BACKGROUND: Several heavy metals have been shown to have toxic effects on the peripheral and central auditory system. Cadmium (Cd(2+)) is an environmental contaminant showing a variety of adverse effects. Given the current rate of release into the environment, the amount of Cd(2+) present in the human body and the incidence of Cd(2+)-related diseases are expected to increase. OBJECTIVE: The overall aim of this study was to gain further insights into the mechanism of Cd(2+)-induced ototoxicity.

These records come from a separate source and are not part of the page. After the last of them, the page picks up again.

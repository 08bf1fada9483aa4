use serde::{Deserialize, Serialize};

/// Minimum, mean and maximum observed temperature over a date span.
#[derive(Debug, Clone, Copy, PartialEq, Serialize, Deserialize)]
pub struct RangeMetrics {
    pub tmin: f64,
    pub tavg: f64,
    pub tmax: f64,
}

impl RangeMetrics {
    /// Reduce temperatures to min/mean/max. `None` when there are none.
    pub fn from_temperatures<I>(temperatures: I) -> Option<Self>
    where
        I: IntoIterator<Item = f64>,
    {
        let mut tmin = f64::INFINITY;
        let mut tmax = f64::NEG_INFINITY;
        let mut sum = 0.0f64;
        let mut count = 0usize;

        for temp in temperatures {
            tmin = tmin.min(temp);
            tmax = tmax.max(temp);
            sum += temp;
            count += 1;
        }

        if count == 0 {
            return None;
        }

        Some(Self {
            tmin,
            tavg: sum / count as f64,
            tmax,
        })
    }
}

#[cfg(test)]
mod tests {
    use super::*;

    #[test]
    fn test_from_temperatures() {
        let metrics = RangeMetrics::from_temperatures([60.0, 62.0, 58.0]).unwrap();
        assert_eq!(metrics.tmin, 58.0);
        assert_eq!(metrics.tavg, 60.0);
        assert_eq!(metrics.tmax, 62.0);
    }

    #[test]
    fn test_single_value() {
        let metrics = RangeMetrics::from_temperatures([71.5]).unwrap();
        assert_eq!(metrics.tmin, 71.5);
        assert_eq!(metrics.tavg, 71.5);
        assert_eq!(metrics.tmax, 71.5);
    }

    #[test]
    fn test_empty_is_none() {
        assert!(RangeMetrics::from_temperatures(Vec::new()).is_none());
    }

    #[test]
    fn test_serialized_field_names() {
        let metrics = RangeMetrics {
            tmin: 1.0,
            tavg: 2.0,
            tmax: 3.0,
        };
        let json = serde_json::to_value(metrics).unwrap();
        assert_eq!(json, serde_json::json!({"tmin": 1.0, "tavg": 2.0, "tmax": 3.0}));
    }
}
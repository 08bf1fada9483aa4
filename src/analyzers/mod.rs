pub mod activity;
pub mod range_metrics;
pub mod recency;

pub use activity::{most_active_station, select_most_active};
pub use range_metrics::{range_metrics, summarize_temperatures};
pub use recency::{last_year_window, window_start};
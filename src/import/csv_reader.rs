use serde::Deserialize;
use std::path::Path;
use validator::Validate;

use crate::calendar;
use crate::error::{ClimateError, Result};
use crate::models::{Measurement, Station};

/// `hawaii_measurements.csv` layout: station,date,prcp,tobs
#[derive(Debug, Deserialize)]
struct MeasurementCsvRow {
    station: String,
    date: String,
    prcp: Option<f64>,
    tobs: Option<f64>,
}

pub struct CsvReader {
    skip_invalid: bool,
}

impl Default for CsvReader {
    fn default() -> Self {
        Self::new()
    }
}

impl CsvReader {
    pub fn new() -> Self {
        Self {
            skip_invalid: false,
        }
    }

    /// Drop rows that fail validation instead of aborting the whole file.
    pub fn with_skip_invalid(skip_invalid: bool) -> Self {
        Self { skip_invalid }
    }

    /// Read station metadata (station,name,latitude,longitude,elevation).
    pub fn read_stations(&self, path: &Path) -> Result<Vec<Station>> {
        let mut reader = csv::Reader::from_path(path)?;
        let mut stations = Vec::new();

        for (line, row) in reader.deserialize::<Station>().enumerate() {
            let station = row?;
            match station.validate() {
                Ok(()) => stations.push(station),
                Err(e) if self.skip_invalid => {
                    tracing::warn!("Skipping station on line {}: {}", line + 2, e);
                }
                Err(e) => return Err(e.into()),
            }
        }

        Ok(stations)
    }

    /// Read measurements; every date goes through the calendar validator.
    pub fn read_measurements(&self, path: &Path) -> Result<Vec<Measurement>> {
        let mut reader = csv::Reader::from_path(path)?;
        let mut measurements = Vec::new();

        for (line, row) in reader.deserialize::<MeasurementCsvRow>().enumerate() {
            let row = row?;
            match self.parse_measurement(row) {
                Ok(measurement) => measurements.push(measurement),
                Err(e) if self.skip_invalid => {
                    tracing::warn!("Skipping measurement on line {}: {}", line + 2, e);
                }
                Err(e) => return Err(e),
            }
        }

        Ok(measurements)
    }

    fn parse_measurement(&self, row: MeasurementCsvRow) -> Result<Measurement> {
        if row.station.trim().is_empty() {
            return Err(ClimateError::InvalidFormat(format!(
                "Empty station id for date '{}'",
                row.date
            )));
        }
        let date = calendar::validate(row.date.trim())?;
        Ok(Measurement::new(row.station.trim(), date, row.prcp, row.tobs))
    }
}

METHODS: Cell viability, reactive oxygen species (ROS), mitochondrial membrane potential (MMP), cytochrome c (cyt c), phosphorylated extracellular signal-regulated protein kinase (p-ERK), caspases, morphologic change, and functional changes in HEI-OC1 cells, rat cochlear explants, and mouse cochlea after Cd(2+) exposure were measured by flow cytometry, immunohistochemical staining, Western blot analysis, and auditory brainstem response (ABR) recording. Mechanisms underlying Cd(2+)ototoxicity were studied using inhibitors of different signaling pathways, caspases, and antioxidants. RESULTS: Cd(2+) exposure caused cell death, ROS generation, MMP loss, cyt c release, activation of caspases, ERK activation, apoptosis, and finally auditory threshold shift. Cd(2+) toxicity interfered with inhibitors of cellular signaling pathways, such as ERK and c-jun N-terminal kinase, and with caspase inhibitors, especially inhibitors of caspase-9 and caspase-3. The antioxidants N-acetyl-l-cysteine and ebselen showed a significant protective effect on the Cd(2+) toxicity. CONLCUSIONS: Cd(2+) is ototoxic with a complex underlying mechanism. However, ROS generation may be the cause of the toxicity, and application of antioxidants can prevent the toxic effect.